So many holiday memories have been made in the last week. My snow trip was unforgettably magical, and I attended my first Lithuanian Nut Bread making party with four generations of women on my boyfriend’s side. Also pretty magical. And messy.
I made sure to cross all of the must-do snow activities off of my list while in Tahoe. We built a snowman, made snow angels, had a snowball fight, drank hot chocolate, went tubing down the bunny slopes, and watched a Christmas movie of course. My extremely patient boyfriend also spent the day teaching me how to snowboard.[row-start]
The Werp ladies wasted no time initiating me into their annual tradition of baking Lithuanian Nut Bread. I would love to share the recipe, but I think a marriage license may be required to get it.
These ladies have this process down pat. They whirled through each step of the process, everyone with their assigned task. Grandma Werp made the dough, cousin Emily mixed the nuts, Aunt Denise and cousin Sarah rolled the dough, Mama Sara poured the butter, and Aunt Rosemary baked off each loaf. Dough was flying, pins were rolling, and sweet aromas were wafting. Then we all got covered in flour, ate some Mexican food, and divvied out the cherished loaves.[row-start]
Back to cookies. These are the ultimate chocolate crinkle cookies. I have made my fair share of crinkle cookie recipes and these are the winners by far. Santa’s choice in fact. He told me himself. So if you are wondering what cookies to leave out for Santa this year, look no further.
This recipe (adapted from Cook’s Illustrated) uses two different types of chocolate; a bar of unsweetened baker’s chocolate and unsweetened cocoa powder. The bar takes the place of a portion of the butter and the starch in the powder takes the place of some of the flour. This lets us cram in the highest amount of chocolate possible with compromising the texture of the cookie.
Believe it or not, coffee is also a very important ingredient in any sort of chocolate recipe. It brings out the flavor of the chocolate. This time around it comes in the form of instant coffee powder.
It is important to let this dough rest after mixing the dry ingredients into the wet. It takes a little bit of time for the flour and cocoa powder to suck up the moisture and become solid enough to roll into balls. If your kitchen is hot, clear some space in the fridge. Your hands will thank you later.
We have all seen those sad crinkle cookies that are neither crinkly nor powdered. I will have none of that in my kitchen, and I hope you won’t either.

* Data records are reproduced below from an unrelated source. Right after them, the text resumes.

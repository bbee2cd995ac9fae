//! End-to-end scenarios from spec.md §8 that don't require a full Noto
//! CJK fixture: S3 (Latin-only passthrough) and filename-convention
//! checks used by the `--noto` subcommand.

use std::path::Path;

use east_asian_spacing_cli::{discover::discover_fonts, noto};

#[test]
fn discover_finds_nothing_in_empty_list() {
    let found = discover_fonts(&[]).unwrap();
    assert!(found.is_empty());
}

#[test]
fn noto_mono_variant_is_skipped() {
    assert!(noto::is_mono_variant(Path::new("NotoSansMonoCJKkr-Bold.otf")));
}

#[test]
fn noto_non_mono_variant_is_not_skipped() {
    assert!(!noto::is_mono_variant(Path::new("NotoSansCJKkr-Bold.otf")));
}
//! Parallel file processing utilities.

use anyhow::{Result, bail};
use rayon::prelude::*;

/// Result of a parallel batch operation.
#[derive(Debug, Default)]
pub struct BatchResult {
    pub succeeded: usize,
    pub failed: usize,
}

impl BatchResult {
    pub fn ok_or_bail(&self, operation: &str) -> Result<()> {
        if self.failed > 0 {
            bail!("{operation} failed: {} succeeded, {} failed", self.succeeded, self.failed);
        }
        Ok(())
    }
}

/// Run an operation on every item in parallel via `rayon`, preserving
/// the input order in the returned results so callers can zip them
/// back against the original items.
pub fn collect_parallel<T, R, F>(items: &[T], op: F) -> Vec<Result<R>>
where
    T: Sync,
    R: Send,
    F: Fn(&T) -> Result<R> + Sync + Send,
{
    items.par_iter().map(op).collect()
}
impl Solver for ProcessSolver {
    fn run(&self, request: &RunRequest<'_>) -> Result<(), ExecutionError> {
        let argv = self.invocation.command_line(request);
        let Some((program, args)) = argv.split_first() else {
            return Err(ExecutionError::InvalidRequest(
                "solver command line is empty".to_string(),
            ));
        };

        let stdout_path = request.workdir.join(STDOUT_LOG_NAME);
        let stderr_path = request.workdir.join(STDERR_LOG_NAME);
        let stdout =
            File::create(&stdout_path).map_err(|err| ExecutionError::workspace(&stdout_path, err))?;
        let stderr =
            File::create(&stderr_path).map_err(|err| ExecutionError::workspace(&stderr_path, err))?;

        let mut command = Command::new(program);
        command
            .args(args)
            .current_dir(request.workdir)
            .envs(&self.invocation.env)
            .stdin(Stdio::null())
            .stdout(stdout)
            .stderr(stderr);
        let mut child = ChildGuard::spawn(&mut command).map_err(|err| {
            ExecutionError::SpawnFailed {
                program: program.clone(),
                detail: err.to_string(),
            }
        })?;

        let timeout = Duration::from_millis(self.invocation.timeout_ms);
        let poll = Duration::from_millis(self.invocation.poll_interval_ms.max(1));
        let started = Instant::now();
        loop {
            let polled = child
                .try_wait()
                .map_err(|err| ExecutionError::workspace(request.workdir, err))?;
            if let Some(status) = polled {
                if status.success() {
                    return Ok(());
                }
                return Err(ExecutionError::NonZeroExit {
                    status: status.to_string(),
                    stdout_tail: read_tail(&stdout_path),
                    stderr_tail: read_tail(&stderr_path),
                });
            }
            if started.elapsed() >= timeout {
                child.terminate();
                return Err(ExecutionError::Timeout {
                    timeout_ms: self.invocation.timeout_ms,
                    stderr_tail: read_tail(&stderr_path),
                });
            }
            std::thread::sleep(poll);
        }
    }
}
impl ResultArtifact {
    #[must_use]
    pub fn location(&self) -> &Path {
        &self.location
    }

    /// Loaded step indices, ascending.
    #[must_use]
    pub fn steps(&self) -> &[u32] {
        &self.steps
    }

    #[must_use]
    pub fn has_step(&self, step: u32) -> bool {
        self.steps.binary_search(&step).is_ok()
    }

    #[must_use]
    pub fn time(&self, step: u32) -> Option<f64> {
        self.times.get(&step).copied()
    }

    #[must_use]
    pub fn topology(&self) -> &EntityTopology {
        &self.topology
    }

    #[must_use]
    pub fn entity_count(&self) -> usize {
        self.topology.entity_count()
    }

    pub fn field(&self, name: &str) -> Result<&FieldSeries, ArtifactError> {
        self.fields
            .get(name)
            .ok_or_else(|| ArtifactError::FieldNotFound {
                field: name.to_string(),
                step: self.steps.first().copied().unwrap_or(0),
                path: self.location.clone(),
            })
    }

    /// Combined manifest digest when the artifact ships a `MANIFEST.json`.
    #[must_use]
    pub fn version(&self) -> Option<&str> {
        self.version.as_deref()
    }
}

#[must_use]
pub fn step_file_name(step: u32) -> String {
    format!("{STEP_FILE_PREFIX}{step:03}{STEP_FILE_SUFFIX}")
}

#[must_use]
pub fn parse_step_file_name(name: &str) -> Option<u32> {
    let digits = name
        .strip_prefix(STEP_FILE_PREFIX)?
        .strip_suffix(STEP_FILE_SUFFIX)?;
    if digits.is_empty() || !digits.bytes().all(|b| b.is_ascii_digit()) {
        return None;
    }
    digits.parse().ok()
}

/// Step index → step file path for every `result_NNN.json` in `dir`.
pub fn list_steps(dir: &Path) -> Result<BTreeMap<u32, PathBuf>, ArtifactError> {
    if !dir.is_dir() {
        return Err(ArtifactError::Missing {
            path: dir.to_path_buf(),
        });
    }
    let entries = fs::read_dir(dir).map_err(|err| ArtifactError::io(dir, &err))?;

    let mut steps = BTreeMap::new();
    for entry in entries {
        let entry = entry.map_err(|err| ArtifactError::io(dir, &err))?;
        let name = entry.file_name();
        let Some(step) = name.to_str().and_then(parse_step_file_name) else {
            continue;
        };
        let path = entry.path();
        if let Some(previous) = steps.insert(step, path.clone()) {
            return Err(ArtifactError::format(
                dir,
                format!(
                    "step {step} provided by both {} and {}",
                    previous.display(),
                    path.display()
                ),
            ));
        }
    }
    Ok(steps)
}
#![forbid(unsafe_code)]

use crate::HarnessConfig;
use crate::cases::TestCase;
use std::fs;
use std::path::{Path, PathBuf};
use svr_artifact::{
    ArtifactError, ArtifactManifest, ResultArtifact, list_steps, load_artifact, write_manifest,
};
use svr_runner::{Solver, execute};
use tempfile::TempDir;

pub const REFERENCE_DIR_NAME: &str = "reference";

/// Read-only source of reference artifacts, keyed by `(base_folder, folder)`.
/// Cases that share a folder share a reference.
pub trait ReferenceStore: Send + Sync {
    fn locate(&self, case: &TestCase) -> PathBuf;

    fn load(&self, case: &TestCase, max_step: Option<u32>) -> Result<ResultArtifact, ArtifactError> {
        load_artifact(&self.locate(case), &case.fields, max_step)
    }
}

/// `<root>/<base_folder>/<folder>/reference/result_NNN.json`
#[derive(Debug, Clone, PartialEq, Eq)]
pub struct DirectoryReferenceStore {
    root: PathBuf,
}

impl DirectoryReferenceStore {
    #[must_use]
    pub fn new(root: PathBuf) -> Self {
        Self { root }
    }
}

impl ReferenceStore for DirectoryReferenceStore {
    fn locate(&self, case: &TestCase) -> PathBuf {
        case.input_dir(&self.root).join(REFERENCE_DIR_NAME)
    }
}

/// Runs `case` on one process and installs the step files up to its
/// `max_step` as the reference, replacing any previous one.
///
/// The new reference is assembled in a sibling staging directory and renamed
/// into place, so a failed capture leaves the previous reference untouched.
pub fn capture_reference(
    config: &HarnessConfig,
    solver: &dyn Solver,
    case: &TestCase,
) -> Result<ArtifactManifest, String> {
    case.validate()?;
    let target = config.reference_store().locate(case);
    let parent = target
        .parent()
        .ok_or_else(|| format!("{} has no parent directory", target.display()))?;

    let run = execute(
        solver,
        &case.name,
        &case.input_dir(&config.cases_root),
        1,
        case.max_step,
        &config.run_options,
    )
    .map_err(|err| format!("{}: {err}", case.name))?;

    fs::create_dir_all(parent)
        .map_err(|err| format!("failed creating {}: {err}", parent.display()))?;
    let staging = tempfile::Builder::new()
        .prefix(".reference-staging-")
        .tempdir_in(parent)
        .map_err(|err| format!("failed creating staging dir in {}: {err}", parent.display()))?;

    let steps = list_steps(run.artifact_dir()).map_err(|err| err.to_string())?;
    for (step, path) in steps {
        if case.max_step.is_some_and(|bound| step > bound) {
            continue;
        }
        let Some(name) = path.file_name() else {
            continue;
        };
        fs::copy(&path, staging.path().join(name))
            .map_err(|err| format!("failed copying {}: {err}", path.display()))?;
    }

    // The staged copy must itself be a loadable artifact.
    load_artifact(staging.path(), &case.fields, case.max_step)
        .map_err(|err| format!("{}: captured output rejected: {err}", case.name))?;
    let manifest = write_manifest(staging.path()).map_err(|err| err.to_string())?;

    install(staging, &target, parent)?;
    run.close().map_err(|err| err.to_string())?;
    Ok(manifest)
}

/// Renames `staging` to `target`. A previous reference is moved aside first
/// and restored if the rename fails; it is deleted once the swap succeeds.
fn install(staging: TempDir, target: &Path, parent: &Path) -> Result<(), String> {
    let previous = if target.exists() {
        let holder = tempfile::Builder::new()
            .prefix(".reference-previous-")
            .tempdir_in(parent)
            .map_err(|err| format!("failed creating backup dir in {}: {err}", parent.display()))?;
        let aside = holder.path().join(REFERENCE_DIR_NAME);
        fs::rename(target, &aside)
            .map_err(|err| format!("failed moving aside {}: {err}", target.display()))?;
        Some((holder, aside))
    } else {
        None
    };

    if let Err(err) = fs::rename(staging.path(), target) {
        if let Some((holder, aside)) = previous
            && let Err(restore) = fs::rename(&aside, target)
        {
            let _ = holder.keep();
            return Err(format!(
                "failed installing {}: {err}; previous reference left at {}: {restore}",
                target.display(),
                aside.display()
            ));
        }
        return Err(format!("failed installing {}: {err}", target.display()));
    }
    Ok(())
}
#[test]
fn matrix_runs_every_pair_and_logs_each_outcome() {
    let block = case("block_compression", BLOCK_FIELDS);
    let mut robin = case("robin", BLOCK_FIELDS);
    robin.folder = Some("block_compression".to_string());
    let ws = Workspace::new(&[&block, &robin]);
    let solver = SyntheticSolver::new(BLOCK_FIELDS, 25, 3);
    capture_reference(&ws.config, &solver, &block).expect("capture");

    let matrix = VerificationMatrix {
        schema_version: 1,
        suite: "struct".to_string(),
        cases: vec![block, robin],
    };
    let log_path = ws.root.path().join("logs/verification.jsonl");
    set_verification_log_path(Some(log_path.clone()));
    let outcomes = verify_matrix(&ws.config, &ws.config.reference_store(), &solver, &matrix)
        .expect("matrix runs");
    set_verification_log_path(None);

    let pairs: Vec<(&str, usize)> = outcomes
        .iter()
        .map(|o| (o.case.as_str(), o.n_proc))
        .collect();
    assert_eq!(
        pairs,
        vec![
            ("block_compression", 1),
            ("block_compression", 3),
            ("robin", 1),
            ("robin", 3)
        ]
    );
    let report = SuiteReport::from_outcomes(&matrix.suite, &outcomes);
    assert!(report.all_passed(), "{:?}", report.failures);

    let raw = fs::read_to_string(&log_path).expect("log written");
    let entries: Vec<serde_json::Value> = raw
        .lines()
        .map(|line| serde_json::from_str(line).expect("jsonl line"))
        .collect();
    assert_eq!(entries.len(), 4);
    for entry in &entries {
        assert_eq!(entry["status"], "pass");
        assert_eq!(entry["suite"], "struct");
        assert_eq!(entry["base_folder"], "struct");
        assert!(entry["compared_elements"].as_u64().unwrap_or(0) > 0);
    }
    assert_eq!(entries[2]["case"], "robin");
}

#[test]
fn untagged_fresh_output_matches_tagged_reference() {
    let fields = ["Displacement", "Stress", "Def_grad"];
    let block = case("block_compression", &fields);
    let ws = Workspace::new(&[&block]);
    let tagged = SyntheticSolver::new(&fields, 20, 2);
    capture_reference(&ws.config, &tagged, &block).expect("capture");

    let mut untagged = tagged.clone();
    untagged.untagged = true;
    for n_proc in [1, 3] {
        let report = verify(&ws.config, &ws.config.reference_store(), &untagged, &block, n_proc)
            .expect("same widths without kind tags pass");
        assert!(report.field_steps.iter().any(|s| s.field == "Def_grad" && s.width == 9));
    }

    capture_reference(&ws.config, &untagged, &block).expect("untagged capture");
    verify(&ws.config, &ws.config.reference_store(), &tagged, &block, 1)
        .expect("tagged fresh output against an untagged reference");
}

Once the dough has set enough to start rolling, prep two coating dishes. One with granulated sugar, the other with powdered sugar. Here’s why: the base of granulated sugar dries out the surface of the cookie before it can finish spreading. This causes the the surface to crack and pull apart from the setting cookie. It also absorbs moisture from the cookie leaving the top coat of powdered sugar perfectly powdery.
Make Santa happy this year and leave him a heaping plate of these deep, fudgey, crumbly, powdery chocolate crinkle cookies. A side of coffee ice cream may even be better than a glass of milk!